Over the course of 45 years, Clayton single-handedly, and with her own resources, collected more than 30,000 rare and out-of-print books. The collection is considered one of the most important for African-American materials and consists of 3.5 million items, according to UCLA Magazine. Her collecting grew from her work as a librarian, first at the University of Southern California and later at the University of California, Los Angeles, where she began to build an African-American collection. "Ms. Clayton, an avid golfer, traveled for her sport, trolling for rare finds wherever she went. The centerpiece of the collection that grew this way is a signed copy of Phillis Wheatley’s Poems on Various Subjects, Religious and Moral, from 1773. First published by an American of African descent, the book was acquired for $600 from a New York dealer in 1973. In 2002 it was appraised at $30,000," according to the New York Times.

Other items in her collection include movie posters (one featuring Stepin Fetchit), newspaper clippings regarding actress Dorothy Dandridge, and a letter handwritten by educator Booker T. Washington.

==Biography==
Mayme Agnew was born in Van Buren, Arkansas, on August 4, 1923. Her father, Jerry Agnew, Sr., owned and operated a general store, the only black-owned business in Van Buren. Clayton’s mother, Mary Knight Agnew, was a homemaker and renowned Southern cook, whose dinner gatherings drew friends from far and near. She had two siblings, Jerry, Jr. and Sarah Elizabeth (a well-known Southern California educator). Jerry and Mary consciously chose to expose their children to African Americans of accomplishment. During a 1936 visit to Arkansas by Mary McLeod Bethune, Clayton’s parents drove a significant distance to be sure that their children could hear her speak. Dr. Bethune remained a "lifelong inspiration for Dr. Clayton," according to the MCLM website.

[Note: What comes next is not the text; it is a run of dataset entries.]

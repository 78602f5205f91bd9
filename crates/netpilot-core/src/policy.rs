use std::collections::HashMap;
use std::sync::Mutex;

use serde::{Deserialize, Serialize};
use tracing::debug;

use crate::types::{DetailedState, NetworkInfo};

#[derive(Debug, Clone, Copy, Default, PartialEq, Eq, Serialize, Deserialize)]
#[serde(rename_all = "snake_case")]
pub enum UidRule {
    #[default]
    Allow,
    RejectMetered,
}

/// Per-uid network policy rules.
#[derive(Debug, Default)]
pub struct UidPolicy {
    rules: Mutex<HashMap<u32, UidRule>>,
}

impl UidPolicy {
    pub fn new(initial: HashMap<u32, UidRule>) -> Self {
        Self {
            rules: Mutex::new(initial),
        }
    }

    /// Returns true if the stored rule changed.
    pub fn set_rule(&self, uid: u32, rule: UidRule) -> bool {
        let mut rules = self.rules.lock().unwrap_or_else(|e| e.into_inner());
        let previous = rules.get(&uid).copied().unwrap_or_default();
        if previous == rule {
            return false;
        }
        debug!("Uid {} rule {:?} -> {:?}", uid, previous, rule);
        if rule == UidRule::Allow {
            rules.remove(&uid);
        } else {
            rules.insert(uid, rule);
        }
        true
    }

    pub fn rule(&self, uid: u32) -> UidRule {
        let rules = self.rules.lock().unwrap_or_else(|e| e.into_inner());
        rules.get(&uid).copied().unwrap_or_default()
    }

    pub fn is_blocked(&self, uid: u32, metered: bool) -> bool {
        metered && self.rule(uid) == UidRule::RejectMetered
    }

    pub fn replace_all(&self, rules: HashMap<u32, UidRule>) {
        let mut guard = self.rules.lock().unwrap_or_else(|e| e.into_inner());
        *guard = rules;
    }

    pub fn snapshot(&self) -> HashMap<u32, UidRule> {
        self.rules.lock().unwrap_or_else(|e| e.into_inner()).clone()
    }

    /// Copy of `info` as `uid` is allowed to see it.
    pub fn filter_info(&self, info: &NetworkInfo, uid: u32, metered: bool) -> NetworkInfo {
        let mut info = info.clone();
        if self.is_blocked(uid, metered) {
            info.set_detailed_state(DetailedState::Blocked, None, None);
        }
        info
    }
}

#[cfg(test)]
mod tests {
    use super::*;
    use crate::types::{NetworkType, State};

    #[test]
    fn reject_metered_only_blocks_metered_networks() {
        let policy = UidPolicy::default();
        assert!(policy.set_rule(10_001, UidRule::RejectMetered));
        assert!(!policy.set_rule(10_001, UidRule::RejectMetered));

        assert!(policy.is_blocked(10_001, true));
        assert!(!policy.is_blocked(10_001, false));
        assert!(!policy.is_blocked(10_002, true));
    }

    #[test]
    fn blocked_info_is_reported_disconnected() {
        let policy = UidPolicy::default();
        policy.set_rule(10_001, UidRule::RejectMetered);

        let mut info = NetworkInfo::new(NetworkType::MOBILE);
        info.set_detailed_state(DetailedState::Connected, None, None);

        let filtered = policy.filter_info(&info, 10_001, true);
        assert_eq!(filtered.detailed_state, DetailedState::Blocked);
        assert_eq!(filtered.state, State::Disconnected);
        assert!(info.is_connected());
    }

    #[test]
    fn allow_removes_entry() {
        let policy = UidPolicy::default();
        policy.set_rule(1, UidRule::RejectMetered);
        policy.set_rule(1, UidRule::Allow);
        assert!(policy.snapshot().is_empty());
    }
}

She first attended Lincoln University of Missouri before transferring to University of California, Berkeley, where she received a B.A.

She moved to New York City in her 20s, met Andrew Lee Clayton, and they married in 1946, then moved to a bungalow in the West Adams neighborhood of Los Angeles.

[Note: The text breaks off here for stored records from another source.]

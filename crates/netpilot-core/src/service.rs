//! The connectivity service: a worker thread owning the state machine and a
//! cloneable handle exposing the public API.

use std::net::IpAddr;
use std::sync::mpsc::{self, RecvTimeoutError};
use std::sync::Arc;
use std::thread::JoinHandle;
use std::time::{Duration, Instant};

use tokio::sync::oneshot;
use tracing::{debug, error, info, warn};

use crate::broadcast::BroadcastSink;
use crate::clock::{Clock, SystemClock};
use crate::config::CoreConfig;
use crate::connectivity::{Connectivity, Shared, Snapshot};
use crate::dns::{DnsOverride, DnsSnapshot};
use crate::error::{CoreError, Result};
use crate::features::{FeatureRequest, FeatureUser, StartResult, StopResult};
use crate::hsm::fmc::FmcStatus;
use crate::hsm::message::Message;
use crate::hsm::StateMachine;
use crate::link::LinkProperties;
use crate::netd::Netd;
use crate::policy::UidRule;
use crate::proxy::ProxyInfo;
use crate::settings::{Settings, SettingsStore};
use crate::tracker::{EventSink, NetworkStateTracker, TrackerEvent};
use crate::types::{NetworkInfo, NetworkType};
use crate::wakelock::WakelockStatus;

enum Envelope {
    Post(Message),
    PostDelayed(Message, Duration),
    Shutdown,
}

/// Collaborators handed to [`ConnectivityService::start`].
pub struct ServiceParts {
    pub config: CoreConfig,
    pub trackers: Vec<(NetworkType, Arc<dyn NetworkStateTracker>)>,
    pub netd: Arc<dyn Netd>,
    pub broadcasts: Arc<dyn BroadcastSink>,
    pub settings: Option<SettingsStore>,
}

pub struct ConnectivityService {
    handle: ServiceHandle,
    worker: Option<JoinHandle<()>>,
}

She began her career at USC in 1952, until she became a law librarian for UCLA in 1957. In 1969 she helped establish the university’s African-American Studies Center Library, and began to buy out-of-print works by authors from the Harlem Renaissance. However, she was often denied the funds to purchase African-American books. Believing that it was important for this literature to be collected, she began collecting her own books, taking an early retirement from UCLA. This collection included Chicano and Native American works as well as African-American works.

She earned an MLS from Goddard College in Vermont, and was awarded a PhD in Humanities from La Sierra University in 1985.

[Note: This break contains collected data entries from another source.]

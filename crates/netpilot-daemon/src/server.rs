use std::io;
use std::sync::Arc;
use std::time::{Duration, Instant};

use anyhow::Result;
use tokio::net::{UnixListener, UnixStream};
use tokio::sync::{Notify, Semaphore};
use tokio::time;
use tracing::{debug, instrument, warn, Instrument};

use netpilot_ipc::{
    endpoint_for_body, read_frame, write_frame, AuthzSummary, ClientHello, DaemonError,
    ErrorCode, FeatureFlag, HelloAck, RequestEnvelope, ResponseBody, ResponseEnvelope,
    PROTOCOL_VERSION,
};

use crate::auth::{authorization_for_peer, peer_credentials, required_tier, tier_allows};
use crate::dispatch::handle_request;
use crate::state::DaemonState;

const HANDSHAKE_TIMEOUT: Duration = Duration::from_secs(2);
const MAX_PROTOCOL_VIOLATIONS: usize = 3;
const ERROR_REQUEST_ID: u64 = 0;

fn build_feature_list() -> Vec<FeatureFlag> {
    vec![
        FeatureFlag::UdsTimeouts,
        FeatureFlag::GroupBasedAuth,
        FeatureFlag::BroadcastHistory,
        FeatureFlag::KernelRoutes,
    ]
}

async fn read_frame_timed(
    stream: &mut UnixStream,
    max_frame: u32,
    timeout_duration: Duration,
) -> io::Result<Vec<u8>> {
    match time::timeout(timeout_duration, read_frame(stream, max_frame)).await {
        Ok(result) => result,
        Err(_) => Err(io::Error::new(io::ErrorKind::TimedOut, "frame read timeout")),
    }
}

async fn write_frame_timed(
    stream: &mut UnixStream,
    payload: &[u8],
    max_frame: u32,
    timeout_duration: Duration,
) -> io::Result<()> {
    match time::timeout(timeout_duration, write_frame(stream, payload, max_frame)).await {
        Ok(result) => result,
        Err(_) => Err(io::Error::new(io::ErrorKind::TimedOut, "frame write timeout")),
    }
}

pub async fn run(listener: UnixListener, state: Arc<DaemonState>, shutdown: Arc<Notify>) {
    let max_connections = state.config.max_connections.max(1);
    let conn_limit = Arc::new(Semaphore::new(max_connections));
    loop {
        tokio::select! {
            _ = shutdown.notified() => {
                break;
            }
            result = listener.accept() => {
                let (stream, _addr) = match result {
                    Ok(pair) => pair,
                    Err(err) => {
                        warn!("Accept error: {}", err);
                        continue;
                    }
                };

                let permit = match conn_limit.clone().try_acquire_owned() {
                    Ok(permit) => permit,
                    Err(_) => {
                        warn!("Connection limit reached, rejecting");
                        continue;
                    }
                };

                let state = Arc::clone(&state);
                tokio::spawn(async move {
                    let _permit = permit;
                    handle_connection(stream, state).await;
                });
            }
        }
    }
}

/// Per-connection token bucket, refilled once a second.
struct RateLimit {
    max: u32,
    tokens: u32,
    last_refill: Instant,
}

impl RateLimit {
    fn new(max: u32) -> Self {
        Self {
            max,
            tokens: max,
            last_refill: Instant::now(),
        }
    }

    fn take(&mut self) -> bool {
        if self.max == 0 {
            return true;
        }
        if self.last_refill.elapsed() >= Duration::from_secs(1) {
            self.tokens = self.max;
            self.last_refill = Instant::now();
        }
        if self.tokens == 0 {
            return false;
        }
        self.tokens -= 1;
        true
    }
}

#[instrument(skip(stream, state), fields(pid, uid, gid, tier))]
async fn handle_connection(stream: UnixStream, state: Arc<DaemonState>) {
    let peer = match peer_credentials(&stream) {
        Ok(cred) => cred,
        Err(err) => {
            warn!("Failed to read peer credentials: {}", err);
            return;
        }
    };

    let span = tracing::Span::current();
    span.record("pid", peer.pid);
    span.record("uid", peer.uid);
    span.record("gid", peer.gid);

    let authz = authorization_for_peer(&peer, &state.config);
    span.record("tier", format!("{:?}", authz).as_str());

    debug!("New connection accepted");

    let mut stream = stream;
    let max_frame = state.config.max_frame;
    let write_timeout = state.config.write_timeout;

    let hello_payload = match time::timeout(HANDSHAKE_TIMEOUT, read_frame(&mut stream, max_frame))
        .await
    {
        Ok(Ok(payload)) => payload,
        Ok(Err(err)) => {
            warn!("Handshake frame error: {}", err);
            return;
        }
        Err(_) => {
            warn!("Handshake timed out from pid {}", peer.pid);
            return;
        }
    };

    let hello: ClientHello = match serde_json::from_slice(&hello_payload) {
        Ok(hello) => hello,
        Err(err) => {
            let _ = send_error_timed(
                &mut stream,
                ERROR_REQUEST_ID,
                protocol_violation(format!("invalid hello: {}", err)),
                max_frame,
                write_timeout,
            )
            .await;
            return;
        }
    };

    if hello.protocol_version != PROTOCOL_VERSION {
        let _ = send_error_timed(
            &mut stream,
            ERROR_REQUEST_ID,
            DaemonError::new(
                ErrorCode::IncompatibleProtocol,
                format!("unsupported protocol {}", hello.protocol_version),
                false,
            ),
            max_frame,
            write_timeout,
        )
        .await;
        return;
    }
    debug!("Hello from {} {}", hello.client_name, hello.client_version);

    let ack = HelloAck {
        protocol_version: PROTOCOL_VERSION,
        daemon_version: state.version.clone(),
        features: build_feature_list(),
        max_frame,
        authz: AuthzSummary {
            uid: peer.uid,
            gid: peer.gid,
            pid: peer.pid,
            role: authz,
        },
    };

    let ack_bytes = match serde_json::to_vec(&ack) {
        Ok(bytes) => bytes,
        Err(err) => {
            warn!("Failed to serialize hello ack: {}", err);
            return;
        }
    };

    if let Err(err) = write_frame_timed(&mut stream, &ack_bytes, max_frame, write_timeout).await {
        warn!("Failed to send hello ack: {}", err);
        return;
    }

    let mut rate = RateLimit::new(state.config.max_requests_per_second);
    let mut violations = 0usize;

    loop {
        let payload =
            match read_frame_timed(&mut stream, max_frame, state.config.read_timeout).await {
                Ok(payload) => payload,
                Err(err) => {
                    if err.kind() == io::ErrorKind::TimedOut {
                        debug!("Idle connection from pid {} timed out", peer.pid);
                        let _ = send_error_timed(
                            &mut stream,
                            ERROR_REQUEST_ID,
                            DaemonError::new(ErrorCode::Timeout, "read timeout", true),
                            max_frame,
                            write_timeout,
                        )
                        .await;
                    } else if err.kind() != io::ErrorKind::UnexpectedEof {
                        warn!("Frame read error from pid {}: {}", peer.pid, err);
                    }
                    break;
                }
            };

        let request: RequestEnvelope = match serde_json::from_slice(&payload) {
            Ok(req) => req,
            Err(err) => {
                violations += 1;
                let _ = send_error_timed(
                    &mut stream,
                    ERROR_REQUEST_ID,
                    protocol_violation(format!("invalid request: {}", err)),
                    max_frame,
                    write_timeout,
                )
                .await;
                if violations >= MAX_PROTOCOL_VIOLATIONS {
                    warn!("Too many protocol violations from pid {}", peer.pid);
                    break;
                }
                continue;
            }
        };

        let rejection = if request.v != PROTOCOL_VERSION {
            violations += 1;
            Some(DaemonError::new(
                ErrorCode::IncompatibleProtocol,
                "protocol version mismatch",
                false,
            ))
        } else if request.endpoint != endpoint_for_body(&request.body) {
            violations += 1;
            Some(protocol_violation("endpoint/body mismatch"))
        } else if !rate.take() {
            Some(DaemonError::new(ErrorCode::Busy, "rate limit exceeded", true))
        } else if !tier_allows(authz, required_tier(request.endpoint)) {
            let required = required_tier(request.endpoint);
            Some(
                DaemonError::new(ErrorCode::Forbidden, "forbidden", false)
                    .with_detail(format!("{:?} requires {:?}", request.endpoint, required)),
            )
        } else {
            None
        };
        if let Some(err) = rejection {
            let _ = send_error_timed(&mut stream, request.request_id, err, max_frame, write_timeout)
                .await;
            if violations >= MAX_PROTOCOL_VIOLATIONS {
                warn!("Too many protocol violations from pid {}", peer.pid);
                break;
            }
            continue;
        }

        let start = Instant::now();
        let request_span = tracing::info_span!(
            "request",
            request_id = request.request_id,
            endpoint = ?request.endpoint,
            duration_ms = tracing::field::Empty,
        );
        request_span.in_scope(|| debug!("Processing request"));
        let response = handle_request(&state, request, peer)
            .instrument(request_span.clone())
            .await;

        let payload = match serde_json::to_vec(&response) {
            Ok(payload) => payload,
            Err(err) => {
                warn!("Failed to serialize response: {}", err);
                break;
            }
        };

        if let Err(err) = write_frame_timed(&mut stream, &payload, max_frame, write_timeout).await {
            if err.kind() == io::ErrorKind::TimedOut {
                warn!(
                    "Response write timeout to pid {} for request {}",
                    peer.pid, response.request_id
                );
            } else {
                warn!("Failed to write response: {}", err);
            }
            break;
        }

        let duration_ms = start.elapsed().as_millis() as u64;
        request_span.record("duration_ms", duration_ms);
        debug!(parent: &request_span, duration_ms, "Request completed");
    }
}

fn protocol_violation(err: impl Into<String>) -> DaemonError {
    DaemonError::new(ErrorCode::BadRequest, err, false)
}

async fn send_error_timed(
    stream: &mut UnixStream,
    request_id: u64,
    err: DaemonError,
    max_frame: u32,
    timeout_duration: Duration,
) -> Result<()> {
    let envelope = ResponseEnvelope {
        v: PROTOCOL_VERSION,
        request_id,
        body: ResponseBody::Err(err),
    };
    let payload = serde_json::to_vec(&envelope)?;
    write_frame_timed(stream, &payload, max_frame, timeout_duration).await?;
    Ok(())
}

In addition to her work with Western States Black Research Center, she also sold books through her company, Third World Ethnic Books, and supported black filmmakers through the Black American Cinema Society. Throughout the 1980s and early 1990s, Clayton raised money for these organizations by hosting golf tournaments, awards ceremonies, and film screenings, often called "Black Talkies on Parade".